Codonopsis instead of ginseng

Chinese herbs are used not only to overclock the taste of dishes. They have a number of properties that improve general health and supporting wound healing. Codonopsis in its composition has, inter alia, insulin, minerals and a broad spectrum of amino acids glutamine, isoleucine, alinine and aspartic acid, which naturally raises testosterone levels.


  1. What is Codonopsis?
  2. Who should use?
  3. Codonopsis – action
  4. How do you dose Codonopsis?


  1. What is Codonopsis?

Codonopsis pilosula (dang shen) is a commonly used Chinese herb from China and Korea, and because of its properties compared with ginseng. However, due to the fact that it is more common, it is easier to grow and it is cheaper to operate, it is also called “ginseng poor.” Because of its properties Codonopsis is most often grown in countries where it is used in traditional medicine.


  1. Who should use?

Codonopsis is used in anemia, in the absence of appetite, as well in anorexia, in periods of convalescence and after diseases as a preparation supporting the healing process and stimulating the body to regenerate.
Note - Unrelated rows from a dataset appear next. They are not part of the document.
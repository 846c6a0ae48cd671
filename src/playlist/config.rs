use crate::client::MAX_FEATURE_IDS;
use serde::{Deserialize, Serialize};

/// Limits and tolerances for one generation run
#[derive(Debug, Clone, PartialEq, Serialize, Deserialize)]
#[serde(default)]
pub struct GenerationSettings {
    pub query_limits: QueryLimits,
    pub results_per_query: u32, // Tracks requested from each search call
    pub candidate_limit: usize, // Pool prefix handed to the scorer
    pub feature_batch_size: usize,
    pub tolerances: MatchTolerances,
    pub max_tracks: usize,   // Final playlist size cap
    pub preview_size: usize, // Tracks echoed back in the result
    pub public_playlist: bool,
}

/// Per-category caps for search queries, applied in priority order
#[derive(Debug, Clone, PartialEq, Serialize, Deserialize)]
#[serde(default)]
pub struct QueryLimits {
    pub artists: usize,
    pub keywords_primary: usize,
    pub keywords_native: usize,
    pub genres: usize,
}

/// How far a track's features may sit from the target and still count as a match
#[derive(Debug, Clone, PartialEq, Serialize, Deserialize)]
#[serde(default)]
pub struct MatchTolerances {
    pub energy: f64,
    pub valence: f64,
}

impl Default for GenerationSettings {
    fn default() -> Self {
        Self {
            query_limits: QueryLimits::default(),
            results_per_query: 20,
            candidate_limit: 100,
            feature_batch_size: MAX_FEATURE_IDS,
            tolerances: MatchTolerances::default(),
            max_tracks: 30,
            preview_size: 10,
            public_playlist: false,
        }
    }
}

impl Default for QueryLimits {
    fn default() -> Self {
        Self {
            artists: 3,
            keywords_primary: 5,
            keywords_native: 3,
            genres: 3,
        }
    }
}

impl QueryLimits {
    /// Upper bound on the number of queries these caps can produce
    pub fn total(&self) -> usize {
        self.artists + self.keywords_primary + self.keywords_native + self.genres
    }
}

impl Default for MatchTolerances {
    fn default() -> Self {
        Self {
            energy: 0.25,
            valence: 0.25,
        }
    }
}

impl GenerationSettings {
    /// Load settings from a JSON file; missing keys keep their defaults
    pub fn load_from_file(path: &str) -> anyhow::Result<GenerationSettings> {
        let content = std::fs::read_to_string(path)?;
        let settings: GenerationSettings = serde_json::from_str(&content)?;
        settings.validate()?;
        Ok(settings)
    }

    /// Reject settings the pipeline or the catalog API cannot honour
    pub fn validate(&self) -> anyhow::Result<()> {
        if self.query_limits.total() == 0 {
            anyhow::bail!("query_limits must allow at least one search query");
        }
        if self.results_per_query == 0 || self.results_per_query > 50 {
            anyhow::bail!(
                "results_per_query must be between 1 and 50, got {}",
                self.results_per_query
            );
        }
        if self.candidate_limit == 0 {
            anyhow::bail!("candidate_limit must be greater than zero");
        }
        if self.feature_batch_size == 0 || self.feature_batch_size > MAX_FEATURE_IDS {
            anyhow::bail!(
                "feature_batch_size must be between 1 and {MAX_FEATURE_IDS}, got {}",
                self.feature_batch_size
            );
        }
        for (name, value) in [
            ("energy", self.tolerances.energy),
            ("valence", self.tolerances.valence),
        ] {
            if !(0.0..=1.0).contains(&value) {
                anyhow::bail!("{name} tolerance must be within [0, 1], got {value}");
            }
        }
        // Tracks are added in a single call, which the platform caps at 100 uris
        if self.max_tracks == 0 || self.max_tracks > 100 {
            anyhow::bail!("max_tracks must be between 1 and 100, got {}", self.max_tracks);
        }
        Ok(())
    }
}
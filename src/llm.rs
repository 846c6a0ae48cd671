use crate::config::Config;
use crate::error::ApiError;
use crate::models::{ChatMessage, MessagesRequest, MessagesResponse};
use tracing::{debug, warn};
use ureq::{Agent, AgentBuilder};

const ANTHROPIC_VERSION: &str = "2023-06-01";
const MAX_TOKENS: u32 = 1024;

/// A text-in, text-out generative model
#[cfg_attr(test, mockall::automock)]
pub trait LanguageModel {
    fn complete(&self, instruction: &str) -> Result<String, ApiError>;
}

/// Anthropic Messages API client
pub struct AnthropicClient {
    agent: Agent,
    api_url: String,
    api_key: String,
    model: String,
}

impl AnthropicClient {
    pub fn new(config: &Config) -> Self {
        let agent = AgentBuilder::new().timeout(config.http_timeout).build();

        AnthropicClient {
            agent,
            api_url: config.anthropic_url.clone(),
            api_key: config.anthropic_api_key.clone(),
            model: config.anthropic_model.clone(),
        }
    }
}

impl LanguageModel for AnthropicClient {
    fn complete(&self, instruction: &str) -> Result<String, ApiError> {
        let request = MessagesRequest {
            model: &self.model,
            max_tokens: MAX_TOKENS,
            messages: vec![ChatMessage {
                role: "user",
                content: instruction,
            }],
        };

        debug!("Requesting completion from {}", self.model);

        let response = self
            .agent
            .post(&self.api_url)
            .set("x-api-key", &self.api_key)
            .set("anthropic-version", ANTHROPIC_VERSION)
            .set("content-type", "application/json")
            .send_json(&request)?;

        let parsed: MessagesResponse = response.into_json()?;

        if parsed.stop_reason.as_deref() == Some("max_tokens") {
            warn!("Model reply was truncated at {MAX_TOKENS} tokens");
        }

        let text = parsed.text();
        if text.trim().is_empty() {
            return Err(ApiError::Decode("reply contained no text".to_string()));
        }
        Ok(text)
    }
}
It has the ability to reduce the side effects of pharmacological agents that are used in chemotherapy.


  1. Codonopsis – action

Among the numerous advantages, the following effects of dang shen application are calculated

– increasing the number of red and white blood cells;

lowering blood pressure;

– reduction of side effects caused by the use of chemotherapy;

– general stimulation of the body;

– raising the level of sugar in the blood;

– increase in strength, reduction of fatigue;

– stimulation of the nervous system;

– increase blood clotting.


  1. How do you dose Codonopsis?

The safe dose and effectiveness of this herb has not been scientifically proven. It is assumed that the basic dosage of Codonopsis in the form of a decoction is 6-15 g. In some conditions, the doses can reach up to 30 g per day.